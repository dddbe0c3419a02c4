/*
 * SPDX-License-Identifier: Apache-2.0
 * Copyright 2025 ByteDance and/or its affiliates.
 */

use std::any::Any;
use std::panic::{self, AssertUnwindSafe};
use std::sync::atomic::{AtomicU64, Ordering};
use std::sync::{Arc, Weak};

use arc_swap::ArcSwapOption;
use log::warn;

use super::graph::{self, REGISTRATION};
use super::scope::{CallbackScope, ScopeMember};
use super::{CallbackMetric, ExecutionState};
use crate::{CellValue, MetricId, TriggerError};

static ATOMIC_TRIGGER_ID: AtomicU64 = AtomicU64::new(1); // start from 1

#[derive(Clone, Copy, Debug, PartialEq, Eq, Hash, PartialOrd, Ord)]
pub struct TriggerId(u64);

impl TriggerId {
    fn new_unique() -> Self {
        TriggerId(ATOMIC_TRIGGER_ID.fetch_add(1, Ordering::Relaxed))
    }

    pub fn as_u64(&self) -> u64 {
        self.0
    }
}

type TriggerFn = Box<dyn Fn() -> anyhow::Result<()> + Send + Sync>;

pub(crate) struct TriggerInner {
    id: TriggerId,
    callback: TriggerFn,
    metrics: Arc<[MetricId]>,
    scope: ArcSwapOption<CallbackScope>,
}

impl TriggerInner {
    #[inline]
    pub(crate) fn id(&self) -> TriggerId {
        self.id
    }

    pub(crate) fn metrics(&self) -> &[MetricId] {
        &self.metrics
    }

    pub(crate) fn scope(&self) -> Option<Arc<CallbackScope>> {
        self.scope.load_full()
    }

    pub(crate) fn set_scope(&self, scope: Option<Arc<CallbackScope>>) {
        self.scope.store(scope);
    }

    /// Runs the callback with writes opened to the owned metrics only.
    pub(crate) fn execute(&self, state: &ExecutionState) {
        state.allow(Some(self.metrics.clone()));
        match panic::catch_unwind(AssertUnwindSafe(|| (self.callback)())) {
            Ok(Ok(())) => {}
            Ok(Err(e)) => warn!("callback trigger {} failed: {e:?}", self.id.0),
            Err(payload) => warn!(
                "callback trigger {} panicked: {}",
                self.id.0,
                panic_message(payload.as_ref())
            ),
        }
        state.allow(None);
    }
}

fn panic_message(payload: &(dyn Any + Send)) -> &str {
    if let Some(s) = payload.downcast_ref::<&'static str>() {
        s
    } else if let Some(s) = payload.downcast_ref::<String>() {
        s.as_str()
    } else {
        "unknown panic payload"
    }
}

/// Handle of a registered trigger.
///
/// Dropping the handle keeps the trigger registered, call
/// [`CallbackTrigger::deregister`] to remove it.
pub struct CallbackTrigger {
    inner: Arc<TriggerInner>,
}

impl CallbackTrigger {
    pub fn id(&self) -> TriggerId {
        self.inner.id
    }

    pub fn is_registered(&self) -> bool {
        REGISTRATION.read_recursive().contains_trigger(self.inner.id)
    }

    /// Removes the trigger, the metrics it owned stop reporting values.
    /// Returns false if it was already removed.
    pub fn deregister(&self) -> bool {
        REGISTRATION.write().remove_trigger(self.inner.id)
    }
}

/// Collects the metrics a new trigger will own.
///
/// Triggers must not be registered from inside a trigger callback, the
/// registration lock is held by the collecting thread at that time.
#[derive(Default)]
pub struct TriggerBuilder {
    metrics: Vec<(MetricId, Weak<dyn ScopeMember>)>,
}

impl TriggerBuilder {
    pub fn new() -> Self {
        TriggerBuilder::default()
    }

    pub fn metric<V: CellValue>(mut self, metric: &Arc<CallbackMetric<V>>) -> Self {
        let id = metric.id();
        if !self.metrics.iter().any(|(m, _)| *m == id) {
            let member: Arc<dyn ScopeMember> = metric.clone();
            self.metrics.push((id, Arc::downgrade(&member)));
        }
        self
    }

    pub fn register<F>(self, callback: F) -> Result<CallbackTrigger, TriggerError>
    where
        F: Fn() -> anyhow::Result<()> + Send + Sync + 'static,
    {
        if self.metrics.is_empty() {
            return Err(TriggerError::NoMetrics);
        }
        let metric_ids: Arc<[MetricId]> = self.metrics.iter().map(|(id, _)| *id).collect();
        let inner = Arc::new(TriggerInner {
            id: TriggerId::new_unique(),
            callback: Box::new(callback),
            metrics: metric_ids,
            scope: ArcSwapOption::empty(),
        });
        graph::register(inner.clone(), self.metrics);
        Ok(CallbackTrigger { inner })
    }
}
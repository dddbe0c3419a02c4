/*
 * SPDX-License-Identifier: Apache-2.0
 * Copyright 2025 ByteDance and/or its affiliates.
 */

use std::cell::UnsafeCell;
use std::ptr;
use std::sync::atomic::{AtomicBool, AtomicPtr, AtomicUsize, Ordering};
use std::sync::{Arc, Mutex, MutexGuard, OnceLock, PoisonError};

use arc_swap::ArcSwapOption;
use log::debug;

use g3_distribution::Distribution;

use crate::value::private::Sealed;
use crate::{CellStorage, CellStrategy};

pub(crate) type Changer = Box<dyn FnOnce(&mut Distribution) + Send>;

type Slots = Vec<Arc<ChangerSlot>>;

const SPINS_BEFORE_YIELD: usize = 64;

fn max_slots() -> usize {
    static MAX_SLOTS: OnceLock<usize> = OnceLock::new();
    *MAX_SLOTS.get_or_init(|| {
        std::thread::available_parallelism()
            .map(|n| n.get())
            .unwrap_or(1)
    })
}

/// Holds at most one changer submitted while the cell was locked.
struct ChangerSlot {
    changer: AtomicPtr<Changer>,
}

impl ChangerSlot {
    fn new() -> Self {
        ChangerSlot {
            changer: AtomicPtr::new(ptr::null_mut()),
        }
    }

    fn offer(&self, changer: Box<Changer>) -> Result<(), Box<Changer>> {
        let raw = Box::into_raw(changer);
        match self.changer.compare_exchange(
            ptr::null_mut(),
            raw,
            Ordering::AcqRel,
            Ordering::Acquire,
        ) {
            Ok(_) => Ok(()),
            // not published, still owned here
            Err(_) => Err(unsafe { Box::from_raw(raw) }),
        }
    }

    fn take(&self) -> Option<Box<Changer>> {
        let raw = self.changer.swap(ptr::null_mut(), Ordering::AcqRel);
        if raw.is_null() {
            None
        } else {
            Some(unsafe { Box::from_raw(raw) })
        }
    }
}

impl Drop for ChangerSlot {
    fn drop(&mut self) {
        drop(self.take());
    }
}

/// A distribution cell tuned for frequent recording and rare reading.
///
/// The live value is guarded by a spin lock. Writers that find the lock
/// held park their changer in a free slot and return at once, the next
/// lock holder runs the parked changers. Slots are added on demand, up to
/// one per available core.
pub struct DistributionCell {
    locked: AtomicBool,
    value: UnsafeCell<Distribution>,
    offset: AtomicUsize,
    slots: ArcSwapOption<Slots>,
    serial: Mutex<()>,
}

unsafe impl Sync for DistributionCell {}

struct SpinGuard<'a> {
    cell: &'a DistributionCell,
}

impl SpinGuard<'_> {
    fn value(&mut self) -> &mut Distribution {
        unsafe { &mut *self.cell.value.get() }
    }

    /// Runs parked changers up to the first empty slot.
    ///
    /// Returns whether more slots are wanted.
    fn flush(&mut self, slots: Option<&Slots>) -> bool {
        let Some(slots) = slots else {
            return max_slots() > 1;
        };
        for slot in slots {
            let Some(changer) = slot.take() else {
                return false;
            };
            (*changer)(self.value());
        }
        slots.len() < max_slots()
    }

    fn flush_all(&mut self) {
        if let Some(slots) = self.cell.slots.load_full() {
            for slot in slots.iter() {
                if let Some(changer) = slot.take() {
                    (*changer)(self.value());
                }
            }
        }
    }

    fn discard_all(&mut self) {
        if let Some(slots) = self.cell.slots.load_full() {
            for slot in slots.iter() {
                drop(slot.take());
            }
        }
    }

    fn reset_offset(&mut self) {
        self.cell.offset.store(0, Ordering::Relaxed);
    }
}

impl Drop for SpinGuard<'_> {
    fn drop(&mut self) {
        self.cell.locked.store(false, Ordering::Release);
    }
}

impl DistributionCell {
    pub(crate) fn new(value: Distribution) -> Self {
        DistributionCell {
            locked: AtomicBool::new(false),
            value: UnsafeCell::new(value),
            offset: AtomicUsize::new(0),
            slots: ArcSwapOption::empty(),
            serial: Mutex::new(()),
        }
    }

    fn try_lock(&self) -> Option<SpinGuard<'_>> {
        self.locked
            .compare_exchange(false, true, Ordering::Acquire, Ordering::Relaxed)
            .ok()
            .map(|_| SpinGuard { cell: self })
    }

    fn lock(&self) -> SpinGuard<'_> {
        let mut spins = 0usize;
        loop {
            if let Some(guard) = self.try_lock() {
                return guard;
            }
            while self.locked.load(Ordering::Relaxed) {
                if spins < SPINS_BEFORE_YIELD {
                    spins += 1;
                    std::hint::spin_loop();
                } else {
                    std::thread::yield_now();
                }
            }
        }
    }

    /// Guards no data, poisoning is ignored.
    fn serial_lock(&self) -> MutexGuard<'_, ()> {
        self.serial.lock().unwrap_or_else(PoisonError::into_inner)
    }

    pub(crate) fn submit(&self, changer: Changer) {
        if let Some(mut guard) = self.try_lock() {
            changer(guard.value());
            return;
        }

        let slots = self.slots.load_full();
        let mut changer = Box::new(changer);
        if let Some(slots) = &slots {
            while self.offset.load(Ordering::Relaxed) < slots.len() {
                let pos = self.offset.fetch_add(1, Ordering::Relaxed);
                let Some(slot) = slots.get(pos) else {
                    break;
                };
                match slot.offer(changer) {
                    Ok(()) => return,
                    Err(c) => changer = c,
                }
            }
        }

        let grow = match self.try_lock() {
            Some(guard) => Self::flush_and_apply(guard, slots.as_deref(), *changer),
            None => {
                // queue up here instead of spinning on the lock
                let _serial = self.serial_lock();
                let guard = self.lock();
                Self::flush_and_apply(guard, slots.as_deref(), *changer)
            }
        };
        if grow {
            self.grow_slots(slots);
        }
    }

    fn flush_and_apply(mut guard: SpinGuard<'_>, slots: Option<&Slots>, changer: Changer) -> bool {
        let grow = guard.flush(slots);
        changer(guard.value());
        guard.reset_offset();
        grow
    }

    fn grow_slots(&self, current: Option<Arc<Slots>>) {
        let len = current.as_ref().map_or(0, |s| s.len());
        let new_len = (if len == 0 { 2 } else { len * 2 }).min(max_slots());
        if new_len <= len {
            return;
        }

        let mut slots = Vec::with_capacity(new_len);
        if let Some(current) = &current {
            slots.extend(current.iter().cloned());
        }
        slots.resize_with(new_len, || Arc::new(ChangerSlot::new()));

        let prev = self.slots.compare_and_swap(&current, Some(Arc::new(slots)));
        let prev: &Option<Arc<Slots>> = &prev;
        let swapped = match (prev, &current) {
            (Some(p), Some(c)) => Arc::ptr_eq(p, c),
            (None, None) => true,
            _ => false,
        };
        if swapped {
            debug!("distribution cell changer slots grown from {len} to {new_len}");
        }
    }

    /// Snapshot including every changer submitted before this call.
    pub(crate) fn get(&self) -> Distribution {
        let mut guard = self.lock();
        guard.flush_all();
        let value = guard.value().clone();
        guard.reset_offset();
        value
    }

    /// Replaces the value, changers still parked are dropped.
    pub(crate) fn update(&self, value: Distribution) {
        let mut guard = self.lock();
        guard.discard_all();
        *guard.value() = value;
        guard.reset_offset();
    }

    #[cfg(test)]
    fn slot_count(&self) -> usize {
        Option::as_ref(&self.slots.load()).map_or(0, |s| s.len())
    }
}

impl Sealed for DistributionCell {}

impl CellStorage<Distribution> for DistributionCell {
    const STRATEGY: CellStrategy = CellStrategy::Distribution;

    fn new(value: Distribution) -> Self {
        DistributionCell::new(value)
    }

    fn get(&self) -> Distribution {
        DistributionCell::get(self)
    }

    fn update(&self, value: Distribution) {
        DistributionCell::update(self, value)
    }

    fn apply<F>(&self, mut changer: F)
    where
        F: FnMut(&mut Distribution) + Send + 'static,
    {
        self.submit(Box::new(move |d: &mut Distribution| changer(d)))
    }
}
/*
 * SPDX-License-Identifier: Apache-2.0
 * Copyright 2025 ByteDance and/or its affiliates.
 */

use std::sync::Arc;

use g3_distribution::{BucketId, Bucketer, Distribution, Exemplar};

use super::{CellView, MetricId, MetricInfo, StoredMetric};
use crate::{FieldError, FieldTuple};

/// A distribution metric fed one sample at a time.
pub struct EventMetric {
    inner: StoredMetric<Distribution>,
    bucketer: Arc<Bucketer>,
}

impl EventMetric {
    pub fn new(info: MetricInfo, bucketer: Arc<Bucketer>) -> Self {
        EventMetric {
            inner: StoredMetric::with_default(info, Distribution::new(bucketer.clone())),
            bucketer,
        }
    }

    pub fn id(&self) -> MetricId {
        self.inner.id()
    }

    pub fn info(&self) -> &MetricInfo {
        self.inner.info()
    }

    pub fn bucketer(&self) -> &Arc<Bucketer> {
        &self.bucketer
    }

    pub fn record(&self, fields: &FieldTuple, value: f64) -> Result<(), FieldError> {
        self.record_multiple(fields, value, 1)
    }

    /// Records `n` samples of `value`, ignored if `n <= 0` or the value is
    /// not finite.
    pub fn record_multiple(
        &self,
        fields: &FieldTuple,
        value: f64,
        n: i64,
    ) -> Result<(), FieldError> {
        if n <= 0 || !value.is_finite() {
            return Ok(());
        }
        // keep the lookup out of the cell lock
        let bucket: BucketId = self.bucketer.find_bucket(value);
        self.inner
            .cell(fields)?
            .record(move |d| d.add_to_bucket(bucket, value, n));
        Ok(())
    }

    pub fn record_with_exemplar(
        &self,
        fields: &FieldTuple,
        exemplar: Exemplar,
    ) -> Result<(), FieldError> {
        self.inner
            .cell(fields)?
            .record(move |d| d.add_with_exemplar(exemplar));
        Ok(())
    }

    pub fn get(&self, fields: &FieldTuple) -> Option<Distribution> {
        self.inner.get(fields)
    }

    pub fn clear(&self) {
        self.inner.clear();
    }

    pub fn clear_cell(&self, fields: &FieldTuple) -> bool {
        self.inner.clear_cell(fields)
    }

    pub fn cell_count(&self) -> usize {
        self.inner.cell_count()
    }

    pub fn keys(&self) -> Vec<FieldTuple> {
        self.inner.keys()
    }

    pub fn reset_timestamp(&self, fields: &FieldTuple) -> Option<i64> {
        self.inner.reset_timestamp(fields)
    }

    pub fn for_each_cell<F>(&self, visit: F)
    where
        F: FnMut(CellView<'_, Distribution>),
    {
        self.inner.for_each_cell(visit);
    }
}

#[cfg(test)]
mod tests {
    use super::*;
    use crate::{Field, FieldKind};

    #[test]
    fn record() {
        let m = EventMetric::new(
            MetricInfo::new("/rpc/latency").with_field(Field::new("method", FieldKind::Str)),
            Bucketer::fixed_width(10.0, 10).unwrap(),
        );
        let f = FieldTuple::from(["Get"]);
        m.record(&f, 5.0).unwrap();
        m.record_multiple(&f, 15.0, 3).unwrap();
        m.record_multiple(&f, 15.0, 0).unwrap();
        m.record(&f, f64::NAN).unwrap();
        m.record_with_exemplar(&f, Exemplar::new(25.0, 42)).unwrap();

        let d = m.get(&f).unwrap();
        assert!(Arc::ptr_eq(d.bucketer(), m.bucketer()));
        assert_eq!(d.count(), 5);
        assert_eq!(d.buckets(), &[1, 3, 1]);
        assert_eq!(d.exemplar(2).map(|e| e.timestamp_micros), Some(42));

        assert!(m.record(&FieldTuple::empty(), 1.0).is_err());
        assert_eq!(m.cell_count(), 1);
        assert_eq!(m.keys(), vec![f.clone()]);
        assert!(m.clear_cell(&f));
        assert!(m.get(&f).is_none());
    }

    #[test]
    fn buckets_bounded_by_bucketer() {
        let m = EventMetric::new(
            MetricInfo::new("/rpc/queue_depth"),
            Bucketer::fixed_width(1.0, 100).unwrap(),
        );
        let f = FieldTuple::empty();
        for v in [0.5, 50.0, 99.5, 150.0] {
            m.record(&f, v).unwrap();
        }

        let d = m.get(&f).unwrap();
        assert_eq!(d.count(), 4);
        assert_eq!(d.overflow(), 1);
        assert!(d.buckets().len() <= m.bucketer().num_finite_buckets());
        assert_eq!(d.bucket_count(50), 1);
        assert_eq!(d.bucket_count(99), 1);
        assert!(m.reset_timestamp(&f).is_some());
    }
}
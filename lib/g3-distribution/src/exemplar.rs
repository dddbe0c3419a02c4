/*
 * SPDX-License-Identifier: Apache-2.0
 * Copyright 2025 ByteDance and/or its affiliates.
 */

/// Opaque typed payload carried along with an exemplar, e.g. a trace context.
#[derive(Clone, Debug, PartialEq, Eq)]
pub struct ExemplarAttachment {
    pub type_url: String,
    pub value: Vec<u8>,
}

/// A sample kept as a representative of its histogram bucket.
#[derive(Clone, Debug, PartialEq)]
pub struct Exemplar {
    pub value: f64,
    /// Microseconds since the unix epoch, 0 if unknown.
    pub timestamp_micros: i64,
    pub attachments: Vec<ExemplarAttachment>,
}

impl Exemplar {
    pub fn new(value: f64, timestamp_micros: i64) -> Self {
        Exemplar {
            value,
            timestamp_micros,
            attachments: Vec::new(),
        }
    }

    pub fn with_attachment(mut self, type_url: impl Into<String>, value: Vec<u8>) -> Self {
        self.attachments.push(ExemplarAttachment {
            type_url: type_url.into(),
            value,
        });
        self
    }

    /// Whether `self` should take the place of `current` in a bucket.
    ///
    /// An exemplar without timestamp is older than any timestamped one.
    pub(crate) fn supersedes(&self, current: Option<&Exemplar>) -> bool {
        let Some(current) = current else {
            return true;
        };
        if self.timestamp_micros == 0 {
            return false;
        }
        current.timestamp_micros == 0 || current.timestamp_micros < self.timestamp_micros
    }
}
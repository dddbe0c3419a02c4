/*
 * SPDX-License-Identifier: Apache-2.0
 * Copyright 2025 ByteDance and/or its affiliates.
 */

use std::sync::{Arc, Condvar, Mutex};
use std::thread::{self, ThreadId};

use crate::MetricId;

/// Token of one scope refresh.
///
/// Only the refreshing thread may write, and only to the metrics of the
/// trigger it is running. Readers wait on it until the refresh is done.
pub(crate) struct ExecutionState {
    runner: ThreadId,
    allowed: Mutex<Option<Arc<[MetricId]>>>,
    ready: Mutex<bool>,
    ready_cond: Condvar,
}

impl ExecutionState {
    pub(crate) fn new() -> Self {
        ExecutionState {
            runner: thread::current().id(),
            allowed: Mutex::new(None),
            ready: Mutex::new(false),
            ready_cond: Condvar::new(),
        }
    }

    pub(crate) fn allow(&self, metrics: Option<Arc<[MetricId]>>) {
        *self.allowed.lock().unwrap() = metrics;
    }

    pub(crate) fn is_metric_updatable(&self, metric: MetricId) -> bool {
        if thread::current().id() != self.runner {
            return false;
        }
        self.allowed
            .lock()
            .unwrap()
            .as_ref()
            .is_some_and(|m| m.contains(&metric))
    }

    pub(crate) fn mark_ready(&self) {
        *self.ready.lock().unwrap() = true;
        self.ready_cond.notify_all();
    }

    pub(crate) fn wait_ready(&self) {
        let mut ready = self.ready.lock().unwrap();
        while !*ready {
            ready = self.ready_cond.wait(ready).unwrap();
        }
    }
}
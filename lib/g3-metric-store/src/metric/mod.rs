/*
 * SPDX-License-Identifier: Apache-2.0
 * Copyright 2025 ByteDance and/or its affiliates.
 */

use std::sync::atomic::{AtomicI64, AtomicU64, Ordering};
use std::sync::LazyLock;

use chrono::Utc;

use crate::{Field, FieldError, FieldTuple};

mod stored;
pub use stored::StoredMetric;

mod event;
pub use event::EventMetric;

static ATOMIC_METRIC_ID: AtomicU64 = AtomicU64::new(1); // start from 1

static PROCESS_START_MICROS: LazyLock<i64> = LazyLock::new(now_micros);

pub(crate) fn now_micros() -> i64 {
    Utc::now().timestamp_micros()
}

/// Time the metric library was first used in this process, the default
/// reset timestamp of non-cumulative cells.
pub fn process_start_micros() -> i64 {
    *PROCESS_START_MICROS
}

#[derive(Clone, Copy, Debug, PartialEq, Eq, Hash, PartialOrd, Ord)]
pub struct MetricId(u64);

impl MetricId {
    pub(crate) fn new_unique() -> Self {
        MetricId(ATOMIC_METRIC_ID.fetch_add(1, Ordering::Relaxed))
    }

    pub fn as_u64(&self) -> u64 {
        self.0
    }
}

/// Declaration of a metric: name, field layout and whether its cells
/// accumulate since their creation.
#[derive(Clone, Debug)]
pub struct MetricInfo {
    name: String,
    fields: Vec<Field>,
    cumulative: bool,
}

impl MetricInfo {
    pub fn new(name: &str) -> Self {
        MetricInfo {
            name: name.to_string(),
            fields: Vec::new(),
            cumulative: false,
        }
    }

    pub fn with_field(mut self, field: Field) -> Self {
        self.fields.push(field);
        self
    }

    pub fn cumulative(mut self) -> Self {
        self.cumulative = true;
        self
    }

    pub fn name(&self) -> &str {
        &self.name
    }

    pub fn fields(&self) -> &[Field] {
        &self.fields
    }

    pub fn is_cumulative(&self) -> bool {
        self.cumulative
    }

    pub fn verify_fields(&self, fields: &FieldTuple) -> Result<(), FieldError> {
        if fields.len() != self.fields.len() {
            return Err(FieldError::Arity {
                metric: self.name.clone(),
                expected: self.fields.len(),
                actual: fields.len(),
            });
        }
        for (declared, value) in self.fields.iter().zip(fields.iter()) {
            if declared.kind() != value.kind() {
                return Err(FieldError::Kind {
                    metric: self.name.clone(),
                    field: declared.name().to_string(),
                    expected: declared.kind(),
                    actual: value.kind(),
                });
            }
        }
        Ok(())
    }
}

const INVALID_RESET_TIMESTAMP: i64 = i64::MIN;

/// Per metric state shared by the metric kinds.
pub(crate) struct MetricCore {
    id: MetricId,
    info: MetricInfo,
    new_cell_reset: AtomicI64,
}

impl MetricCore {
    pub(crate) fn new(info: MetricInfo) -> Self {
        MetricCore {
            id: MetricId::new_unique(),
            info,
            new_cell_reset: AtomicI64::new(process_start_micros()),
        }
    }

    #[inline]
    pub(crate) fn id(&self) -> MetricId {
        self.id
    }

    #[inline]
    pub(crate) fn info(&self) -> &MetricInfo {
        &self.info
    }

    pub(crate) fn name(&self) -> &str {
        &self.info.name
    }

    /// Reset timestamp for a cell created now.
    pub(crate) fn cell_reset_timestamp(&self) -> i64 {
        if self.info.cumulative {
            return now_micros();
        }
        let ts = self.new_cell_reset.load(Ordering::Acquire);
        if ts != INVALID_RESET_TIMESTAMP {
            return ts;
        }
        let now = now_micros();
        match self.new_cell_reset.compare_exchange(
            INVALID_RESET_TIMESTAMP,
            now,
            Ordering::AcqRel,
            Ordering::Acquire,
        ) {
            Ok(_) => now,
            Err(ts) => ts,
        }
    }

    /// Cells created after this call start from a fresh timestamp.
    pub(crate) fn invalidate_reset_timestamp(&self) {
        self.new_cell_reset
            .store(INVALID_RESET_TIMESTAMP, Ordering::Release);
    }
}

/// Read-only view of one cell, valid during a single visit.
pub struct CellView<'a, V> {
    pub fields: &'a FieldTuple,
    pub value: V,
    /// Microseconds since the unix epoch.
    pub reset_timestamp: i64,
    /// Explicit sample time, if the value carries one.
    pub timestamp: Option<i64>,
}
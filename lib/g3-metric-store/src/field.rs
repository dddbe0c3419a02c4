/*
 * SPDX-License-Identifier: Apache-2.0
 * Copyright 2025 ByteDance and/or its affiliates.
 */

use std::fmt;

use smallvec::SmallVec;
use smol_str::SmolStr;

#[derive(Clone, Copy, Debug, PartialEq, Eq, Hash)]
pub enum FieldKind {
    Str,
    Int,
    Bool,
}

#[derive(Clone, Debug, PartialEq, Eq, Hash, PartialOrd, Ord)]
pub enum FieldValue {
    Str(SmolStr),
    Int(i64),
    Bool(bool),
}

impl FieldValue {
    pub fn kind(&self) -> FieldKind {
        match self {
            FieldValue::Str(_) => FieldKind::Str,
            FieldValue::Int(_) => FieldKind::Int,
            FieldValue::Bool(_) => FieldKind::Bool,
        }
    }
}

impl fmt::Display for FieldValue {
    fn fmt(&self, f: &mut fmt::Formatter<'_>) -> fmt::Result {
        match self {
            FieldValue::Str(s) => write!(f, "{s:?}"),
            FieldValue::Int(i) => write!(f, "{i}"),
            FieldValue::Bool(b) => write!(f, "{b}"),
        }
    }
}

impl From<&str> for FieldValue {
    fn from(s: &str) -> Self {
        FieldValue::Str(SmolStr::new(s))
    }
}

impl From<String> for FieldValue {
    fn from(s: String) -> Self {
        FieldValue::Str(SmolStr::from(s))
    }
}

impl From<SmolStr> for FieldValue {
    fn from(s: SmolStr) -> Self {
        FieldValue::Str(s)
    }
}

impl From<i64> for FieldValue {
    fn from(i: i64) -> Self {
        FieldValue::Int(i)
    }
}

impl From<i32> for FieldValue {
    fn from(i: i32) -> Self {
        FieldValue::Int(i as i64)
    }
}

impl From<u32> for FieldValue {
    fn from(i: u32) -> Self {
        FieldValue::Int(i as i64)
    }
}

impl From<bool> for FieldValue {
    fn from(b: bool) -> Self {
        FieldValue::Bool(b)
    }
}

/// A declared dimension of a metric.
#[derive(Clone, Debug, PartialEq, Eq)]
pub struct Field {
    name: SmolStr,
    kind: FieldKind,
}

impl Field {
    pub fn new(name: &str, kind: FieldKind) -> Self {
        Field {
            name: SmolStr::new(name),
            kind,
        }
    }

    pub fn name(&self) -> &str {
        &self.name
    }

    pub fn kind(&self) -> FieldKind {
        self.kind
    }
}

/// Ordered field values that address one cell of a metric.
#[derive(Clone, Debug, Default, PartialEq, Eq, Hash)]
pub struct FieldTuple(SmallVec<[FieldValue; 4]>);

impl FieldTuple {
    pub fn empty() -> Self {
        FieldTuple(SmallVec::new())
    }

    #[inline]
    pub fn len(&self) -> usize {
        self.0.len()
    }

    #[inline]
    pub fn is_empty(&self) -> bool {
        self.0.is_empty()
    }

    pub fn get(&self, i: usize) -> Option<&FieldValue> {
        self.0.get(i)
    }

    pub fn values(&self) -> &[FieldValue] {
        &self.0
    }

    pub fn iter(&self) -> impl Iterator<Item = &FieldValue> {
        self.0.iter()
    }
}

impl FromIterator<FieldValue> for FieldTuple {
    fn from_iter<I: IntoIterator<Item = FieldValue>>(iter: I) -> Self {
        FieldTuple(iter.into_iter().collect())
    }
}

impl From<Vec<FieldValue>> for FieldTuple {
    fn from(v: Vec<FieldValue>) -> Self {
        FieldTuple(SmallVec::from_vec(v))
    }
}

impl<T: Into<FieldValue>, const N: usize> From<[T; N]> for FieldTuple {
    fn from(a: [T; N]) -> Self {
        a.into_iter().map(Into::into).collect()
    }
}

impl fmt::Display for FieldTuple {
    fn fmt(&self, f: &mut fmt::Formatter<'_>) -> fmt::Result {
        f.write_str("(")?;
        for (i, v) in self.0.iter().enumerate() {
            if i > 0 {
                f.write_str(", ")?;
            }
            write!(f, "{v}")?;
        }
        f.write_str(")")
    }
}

◆ **To do**
Copy all lines from the entries that contain the word "ArcSwapOption".

◆ **Expected output**
use arc_swap::ArcSwapOption;
    scope: ArcSwapOption<CallbackScope>,
            scope: ArcSwapOption::empty(),
use arc_swap::ArcSwapOption;
    slots: ArcSwapOption<Slots>,
            slots: ArcSwapOption::empty(),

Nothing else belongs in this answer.